Stored data entries
━━━

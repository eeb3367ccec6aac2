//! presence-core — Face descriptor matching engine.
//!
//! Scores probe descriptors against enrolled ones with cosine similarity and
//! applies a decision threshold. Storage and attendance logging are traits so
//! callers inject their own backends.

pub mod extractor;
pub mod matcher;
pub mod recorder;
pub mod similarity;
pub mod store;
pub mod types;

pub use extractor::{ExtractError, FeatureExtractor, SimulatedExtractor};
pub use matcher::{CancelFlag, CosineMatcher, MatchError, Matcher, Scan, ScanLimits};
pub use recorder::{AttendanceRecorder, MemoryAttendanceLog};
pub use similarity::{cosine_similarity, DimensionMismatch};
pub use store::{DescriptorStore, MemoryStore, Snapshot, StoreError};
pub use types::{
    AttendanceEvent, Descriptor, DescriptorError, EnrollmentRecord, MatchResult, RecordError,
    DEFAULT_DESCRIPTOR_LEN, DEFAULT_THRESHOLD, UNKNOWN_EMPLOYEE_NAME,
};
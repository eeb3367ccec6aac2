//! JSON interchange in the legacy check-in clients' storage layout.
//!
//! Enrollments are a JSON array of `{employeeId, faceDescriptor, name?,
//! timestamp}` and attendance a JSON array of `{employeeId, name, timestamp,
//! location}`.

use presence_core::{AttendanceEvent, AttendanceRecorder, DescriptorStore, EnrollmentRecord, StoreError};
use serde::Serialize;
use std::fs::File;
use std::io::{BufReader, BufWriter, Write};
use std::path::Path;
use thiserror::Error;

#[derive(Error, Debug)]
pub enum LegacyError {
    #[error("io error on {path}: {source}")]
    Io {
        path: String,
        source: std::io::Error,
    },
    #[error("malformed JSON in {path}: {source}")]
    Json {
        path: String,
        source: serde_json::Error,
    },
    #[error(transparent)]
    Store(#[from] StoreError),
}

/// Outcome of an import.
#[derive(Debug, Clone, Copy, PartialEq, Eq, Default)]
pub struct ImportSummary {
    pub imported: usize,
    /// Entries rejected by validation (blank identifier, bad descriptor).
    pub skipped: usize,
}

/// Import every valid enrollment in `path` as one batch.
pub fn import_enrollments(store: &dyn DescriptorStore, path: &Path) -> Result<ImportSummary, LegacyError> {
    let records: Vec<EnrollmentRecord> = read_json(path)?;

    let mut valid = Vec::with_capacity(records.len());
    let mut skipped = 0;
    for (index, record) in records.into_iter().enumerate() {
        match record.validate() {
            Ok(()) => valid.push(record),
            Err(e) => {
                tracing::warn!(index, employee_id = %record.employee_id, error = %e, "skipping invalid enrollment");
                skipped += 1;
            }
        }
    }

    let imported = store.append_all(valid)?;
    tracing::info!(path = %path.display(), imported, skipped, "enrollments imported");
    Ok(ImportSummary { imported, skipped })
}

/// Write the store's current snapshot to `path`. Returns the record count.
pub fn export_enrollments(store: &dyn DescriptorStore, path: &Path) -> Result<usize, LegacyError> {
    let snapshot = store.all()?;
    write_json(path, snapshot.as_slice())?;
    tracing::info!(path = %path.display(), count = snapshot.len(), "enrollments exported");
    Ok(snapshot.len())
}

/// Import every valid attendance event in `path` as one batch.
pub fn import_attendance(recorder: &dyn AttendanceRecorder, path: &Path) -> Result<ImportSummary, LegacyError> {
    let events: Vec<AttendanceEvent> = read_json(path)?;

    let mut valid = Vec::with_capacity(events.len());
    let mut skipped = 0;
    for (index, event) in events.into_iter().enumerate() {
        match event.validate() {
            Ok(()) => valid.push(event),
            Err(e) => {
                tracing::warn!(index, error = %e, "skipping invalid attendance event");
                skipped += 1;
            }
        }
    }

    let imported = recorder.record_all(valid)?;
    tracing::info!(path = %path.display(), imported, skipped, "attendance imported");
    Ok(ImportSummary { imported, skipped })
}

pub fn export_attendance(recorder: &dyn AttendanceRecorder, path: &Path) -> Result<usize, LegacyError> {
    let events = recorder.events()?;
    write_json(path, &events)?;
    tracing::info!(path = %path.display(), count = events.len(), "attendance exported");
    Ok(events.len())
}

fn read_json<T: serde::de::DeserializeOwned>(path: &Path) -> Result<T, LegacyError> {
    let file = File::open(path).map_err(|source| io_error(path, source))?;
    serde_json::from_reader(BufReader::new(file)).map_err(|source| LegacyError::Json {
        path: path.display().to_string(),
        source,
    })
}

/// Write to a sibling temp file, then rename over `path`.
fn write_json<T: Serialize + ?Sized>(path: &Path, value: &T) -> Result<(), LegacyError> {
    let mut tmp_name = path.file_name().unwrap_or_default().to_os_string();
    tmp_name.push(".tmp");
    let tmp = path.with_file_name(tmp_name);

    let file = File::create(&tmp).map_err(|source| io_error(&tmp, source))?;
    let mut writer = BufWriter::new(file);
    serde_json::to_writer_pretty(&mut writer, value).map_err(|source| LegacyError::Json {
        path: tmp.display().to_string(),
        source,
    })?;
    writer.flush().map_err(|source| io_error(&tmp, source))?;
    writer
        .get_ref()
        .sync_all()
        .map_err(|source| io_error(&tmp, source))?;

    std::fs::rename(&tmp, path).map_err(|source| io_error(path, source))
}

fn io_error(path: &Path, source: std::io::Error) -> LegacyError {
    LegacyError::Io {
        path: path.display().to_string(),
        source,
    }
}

━━━

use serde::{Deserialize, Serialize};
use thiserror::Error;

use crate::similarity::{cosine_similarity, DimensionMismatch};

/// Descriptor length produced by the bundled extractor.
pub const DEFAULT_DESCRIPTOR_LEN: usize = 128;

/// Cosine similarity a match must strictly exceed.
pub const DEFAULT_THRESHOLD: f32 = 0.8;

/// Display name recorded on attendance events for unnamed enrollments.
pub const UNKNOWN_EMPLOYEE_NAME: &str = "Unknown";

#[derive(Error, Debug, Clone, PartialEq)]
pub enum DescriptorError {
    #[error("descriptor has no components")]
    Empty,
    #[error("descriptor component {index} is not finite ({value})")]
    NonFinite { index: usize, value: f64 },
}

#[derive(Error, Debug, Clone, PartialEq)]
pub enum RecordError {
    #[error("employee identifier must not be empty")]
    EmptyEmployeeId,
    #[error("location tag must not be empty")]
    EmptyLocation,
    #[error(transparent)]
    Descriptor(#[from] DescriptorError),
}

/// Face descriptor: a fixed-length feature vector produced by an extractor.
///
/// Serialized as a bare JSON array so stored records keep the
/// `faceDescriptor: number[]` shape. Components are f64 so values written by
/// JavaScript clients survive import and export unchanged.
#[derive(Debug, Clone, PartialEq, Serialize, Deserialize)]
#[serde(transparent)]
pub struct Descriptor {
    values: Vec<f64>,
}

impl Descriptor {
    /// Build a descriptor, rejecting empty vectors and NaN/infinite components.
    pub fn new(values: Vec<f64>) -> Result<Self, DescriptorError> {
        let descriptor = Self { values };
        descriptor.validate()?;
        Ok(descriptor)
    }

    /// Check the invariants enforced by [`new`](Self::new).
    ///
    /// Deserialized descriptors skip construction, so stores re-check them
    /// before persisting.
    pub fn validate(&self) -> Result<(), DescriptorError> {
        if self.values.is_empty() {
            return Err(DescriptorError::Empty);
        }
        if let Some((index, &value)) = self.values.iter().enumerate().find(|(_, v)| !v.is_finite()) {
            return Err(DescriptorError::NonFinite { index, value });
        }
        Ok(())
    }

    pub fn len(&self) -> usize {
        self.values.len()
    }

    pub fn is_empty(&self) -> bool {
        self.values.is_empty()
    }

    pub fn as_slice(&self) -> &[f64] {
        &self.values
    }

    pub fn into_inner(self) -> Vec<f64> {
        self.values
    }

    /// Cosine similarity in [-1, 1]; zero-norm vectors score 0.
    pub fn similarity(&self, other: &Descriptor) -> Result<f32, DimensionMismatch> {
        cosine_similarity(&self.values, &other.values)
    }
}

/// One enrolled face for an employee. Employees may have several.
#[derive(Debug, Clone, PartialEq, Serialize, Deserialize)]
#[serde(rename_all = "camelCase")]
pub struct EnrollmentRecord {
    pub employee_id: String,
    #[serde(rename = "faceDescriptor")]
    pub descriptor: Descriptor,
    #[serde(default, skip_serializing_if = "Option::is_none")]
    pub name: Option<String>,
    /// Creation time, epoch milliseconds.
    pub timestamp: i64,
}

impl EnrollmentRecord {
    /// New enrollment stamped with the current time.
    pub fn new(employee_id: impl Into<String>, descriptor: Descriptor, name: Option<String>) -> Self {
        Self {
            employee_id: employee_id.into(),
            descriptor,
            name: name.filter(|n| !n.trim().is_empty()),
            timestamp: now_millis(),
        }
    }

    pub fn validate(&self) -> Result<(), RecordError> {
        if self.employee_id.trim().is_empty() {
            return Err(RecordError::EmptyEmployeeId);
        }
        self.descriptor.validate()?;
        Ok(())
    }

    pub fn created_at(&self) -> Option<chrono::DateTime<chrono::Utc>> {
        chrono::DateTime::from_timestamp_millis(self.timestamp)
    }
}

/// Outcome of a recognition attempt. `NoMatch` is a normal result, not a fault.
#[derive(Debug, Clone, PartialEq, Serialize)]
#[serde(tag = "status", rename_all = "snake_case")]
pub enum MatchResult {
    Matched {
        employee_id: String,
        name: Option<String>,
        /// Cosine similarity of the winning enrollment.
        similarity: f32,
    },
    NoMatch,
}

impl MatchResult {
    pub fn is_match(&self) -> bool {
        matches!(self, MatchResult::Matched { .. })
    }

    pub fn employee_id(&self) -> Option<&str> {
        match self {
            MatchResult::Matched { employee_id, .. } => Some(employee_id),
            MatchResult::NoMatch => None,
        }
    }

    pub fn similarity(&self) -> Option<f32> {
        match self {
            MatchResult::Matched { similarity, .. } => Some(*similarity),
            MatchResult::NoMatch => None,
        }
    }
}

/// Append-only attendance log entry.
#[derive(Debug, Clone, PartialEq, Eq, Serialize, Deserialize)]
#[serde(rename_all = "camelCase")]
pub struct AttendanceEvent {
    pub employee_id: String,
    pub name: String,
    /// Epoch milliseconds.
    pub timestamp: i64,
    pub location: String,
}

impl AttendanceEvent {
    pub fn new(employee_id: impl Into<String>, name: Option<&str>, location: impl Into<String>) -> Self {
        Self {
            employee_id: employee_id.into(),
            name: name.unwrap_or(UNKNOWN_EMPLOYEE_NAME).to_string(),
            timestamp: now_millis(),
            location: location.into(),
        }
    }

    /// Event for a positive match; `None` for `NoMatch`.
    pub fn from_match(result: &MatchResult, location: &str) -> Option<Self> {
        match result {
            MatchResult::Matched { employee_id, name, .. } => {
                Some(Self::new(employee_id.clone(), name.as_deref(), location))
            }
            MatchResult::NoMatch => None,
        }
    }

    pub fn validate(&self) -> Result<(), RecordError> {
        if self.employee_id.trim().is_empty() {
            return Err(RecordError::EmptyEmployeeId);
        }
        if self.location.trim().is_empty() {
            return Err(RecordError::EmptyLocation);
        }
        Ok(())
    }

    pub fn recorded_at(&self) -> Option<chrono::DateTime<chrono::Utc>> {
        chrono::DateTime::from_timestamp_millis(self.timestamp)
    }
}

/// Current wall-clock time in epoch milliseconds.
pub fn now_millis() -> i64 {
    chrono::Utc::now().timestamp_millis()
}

━━━

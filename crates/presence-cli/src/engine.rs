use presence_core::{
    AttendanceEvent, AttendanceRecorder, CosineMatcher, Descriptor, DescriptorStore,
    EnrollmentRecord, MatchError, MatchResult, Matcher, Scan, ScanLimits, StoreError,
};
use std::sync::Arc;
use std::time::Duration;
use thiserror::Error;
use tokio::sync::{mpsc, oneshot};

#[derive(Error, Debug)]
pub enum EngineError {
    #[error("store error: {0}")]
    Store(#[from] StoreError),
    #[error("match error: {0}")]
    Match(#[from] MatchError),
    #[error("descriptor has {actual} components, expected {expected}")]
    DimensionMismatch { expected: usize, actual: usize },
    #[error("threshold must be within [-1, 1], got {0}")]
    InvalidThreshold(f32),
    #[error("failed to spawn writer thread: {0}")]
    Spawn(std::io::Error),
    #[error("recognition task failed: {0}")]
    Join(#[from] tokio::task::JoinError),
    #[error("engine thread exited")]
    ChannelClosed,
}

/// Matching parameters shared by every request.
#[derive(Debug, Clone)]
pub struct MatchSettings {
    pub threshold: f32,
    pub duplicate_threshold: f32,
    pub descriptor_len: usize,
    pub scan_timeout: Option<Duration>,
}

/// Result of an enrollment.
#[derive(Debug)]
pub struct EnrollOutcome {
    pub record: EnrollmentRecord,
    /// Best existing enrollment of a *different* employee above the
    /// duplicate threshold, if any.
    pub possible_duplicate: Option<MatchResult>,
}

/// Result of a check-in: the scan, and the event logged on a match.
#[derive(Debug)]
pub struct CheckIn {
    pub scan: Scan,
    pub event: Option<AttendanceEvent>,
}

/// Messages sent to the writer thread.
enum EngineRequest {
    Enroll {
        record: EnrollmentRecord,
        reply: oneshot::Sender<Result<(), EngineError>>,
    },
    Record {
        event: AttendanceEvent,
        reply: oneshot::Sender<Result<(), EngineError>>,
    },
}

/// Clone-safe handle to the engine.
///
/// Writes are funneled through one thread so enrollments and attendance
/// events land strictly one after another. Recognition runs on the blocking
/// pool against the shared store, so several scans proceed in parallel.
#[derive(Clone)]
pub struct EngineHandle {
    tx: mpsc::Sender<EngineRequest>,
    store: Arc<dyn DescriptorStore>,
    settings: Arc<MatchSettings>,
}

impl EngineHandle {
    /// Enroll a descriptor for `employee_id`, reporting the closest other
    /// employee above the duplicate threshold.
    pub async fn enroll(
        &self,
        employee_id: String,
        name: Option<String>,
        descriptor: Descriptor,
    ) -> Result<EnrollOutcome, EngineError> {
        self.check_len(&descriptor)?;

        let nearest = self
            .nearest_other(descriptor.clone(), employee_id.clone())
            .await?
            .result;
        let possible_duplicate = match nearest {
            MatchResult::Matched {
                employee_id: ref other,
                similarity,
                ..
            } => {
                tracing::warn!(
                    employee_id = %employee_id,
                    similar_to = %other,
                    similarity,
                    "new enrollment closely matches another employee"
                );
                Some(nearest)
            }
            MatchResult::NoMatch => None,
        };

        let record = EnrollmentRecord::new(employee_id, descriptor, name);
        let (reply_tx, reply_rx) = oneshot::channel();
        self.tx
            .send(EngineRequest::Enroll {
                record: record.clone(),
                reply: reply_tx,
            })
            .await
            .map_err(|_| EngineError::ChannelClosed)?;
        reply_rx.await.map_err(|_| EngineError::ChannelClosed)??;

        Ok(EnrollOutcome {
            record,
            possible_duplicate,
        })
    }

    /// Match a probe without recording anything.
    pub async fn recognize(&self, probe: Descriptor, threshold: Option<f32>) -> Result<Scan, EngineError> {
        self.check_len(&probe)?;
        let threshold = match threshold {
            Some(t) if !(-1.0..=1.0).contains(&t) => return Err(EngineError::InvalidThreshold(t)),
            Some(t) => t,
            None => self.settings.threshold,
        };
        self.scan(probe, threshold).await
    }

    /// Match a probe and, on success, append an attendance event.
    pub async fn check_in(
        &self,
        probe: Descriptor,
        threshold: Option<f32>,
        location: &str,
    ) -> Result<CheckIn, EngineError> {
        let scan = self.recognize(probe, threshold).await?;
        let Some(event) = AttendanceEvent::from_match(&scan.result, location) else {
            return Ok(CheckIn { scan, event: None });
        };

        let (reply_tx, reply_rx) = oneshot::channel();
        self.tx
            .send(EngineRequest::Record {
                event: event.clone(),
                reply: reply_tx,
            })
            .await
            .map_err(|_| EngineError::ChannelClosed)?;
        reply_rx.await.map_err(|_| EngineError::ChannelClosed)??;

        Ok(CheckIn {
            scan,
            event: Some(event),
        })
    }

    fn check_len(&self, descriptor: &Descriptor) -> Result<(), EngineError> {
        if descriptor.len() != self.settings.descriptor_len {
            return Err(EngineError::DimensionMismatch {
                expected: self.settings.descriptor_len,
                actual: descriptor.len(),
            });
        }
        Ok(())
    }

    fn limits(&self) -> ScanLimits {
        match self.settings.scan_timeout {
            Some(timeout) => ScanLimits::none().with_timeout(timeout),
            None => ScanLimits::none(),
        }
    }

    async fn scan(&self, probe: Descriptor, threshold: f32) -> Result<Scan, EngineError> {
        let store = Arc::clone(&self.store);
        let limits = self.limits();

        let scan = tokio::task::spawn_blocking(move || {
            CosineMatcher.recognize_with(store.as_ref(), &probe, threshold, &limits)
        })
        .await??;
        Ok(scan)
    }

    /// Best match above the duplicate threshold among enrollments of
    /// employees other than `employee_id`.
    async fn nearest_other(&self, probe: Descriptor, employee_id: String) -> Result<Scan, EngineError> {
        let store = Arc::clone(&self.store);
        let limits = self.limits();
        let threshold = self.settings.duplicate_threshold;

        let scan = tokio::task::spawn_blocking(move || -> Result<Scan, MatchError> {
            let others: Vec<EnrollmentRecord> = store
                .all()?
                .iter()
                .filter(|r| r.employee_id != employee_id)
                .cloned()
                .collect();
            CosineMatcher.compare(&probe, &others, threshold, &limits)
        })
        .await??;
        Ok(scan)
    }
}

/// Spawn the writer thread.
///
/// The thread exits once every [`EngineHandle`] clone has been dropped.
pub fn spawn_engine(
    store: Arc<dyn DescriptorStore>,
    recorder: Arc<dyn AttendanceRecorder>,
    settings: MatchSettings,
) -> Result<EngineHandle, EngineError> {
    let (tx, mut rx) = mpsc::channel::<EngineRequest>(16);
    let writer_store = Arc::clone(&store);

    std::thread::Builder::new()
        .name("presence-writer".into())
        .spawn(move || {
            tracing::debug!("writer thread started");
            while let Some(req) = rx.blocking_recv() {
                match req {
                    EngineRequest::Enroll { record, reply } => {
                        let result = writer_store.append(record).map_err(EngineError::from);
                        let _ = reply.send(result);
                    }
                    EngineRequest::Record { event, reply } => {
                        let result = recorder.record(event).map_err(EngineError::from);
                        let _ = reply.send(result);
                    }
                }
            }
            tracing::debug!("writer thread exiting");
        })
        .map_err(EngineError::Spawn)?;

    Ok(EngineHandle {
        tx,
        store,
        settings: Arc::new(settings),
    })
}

━━━

### Exercise brief
In the entries above, how many lines hold the word "identifier"? State the number only.

### Worked solution
2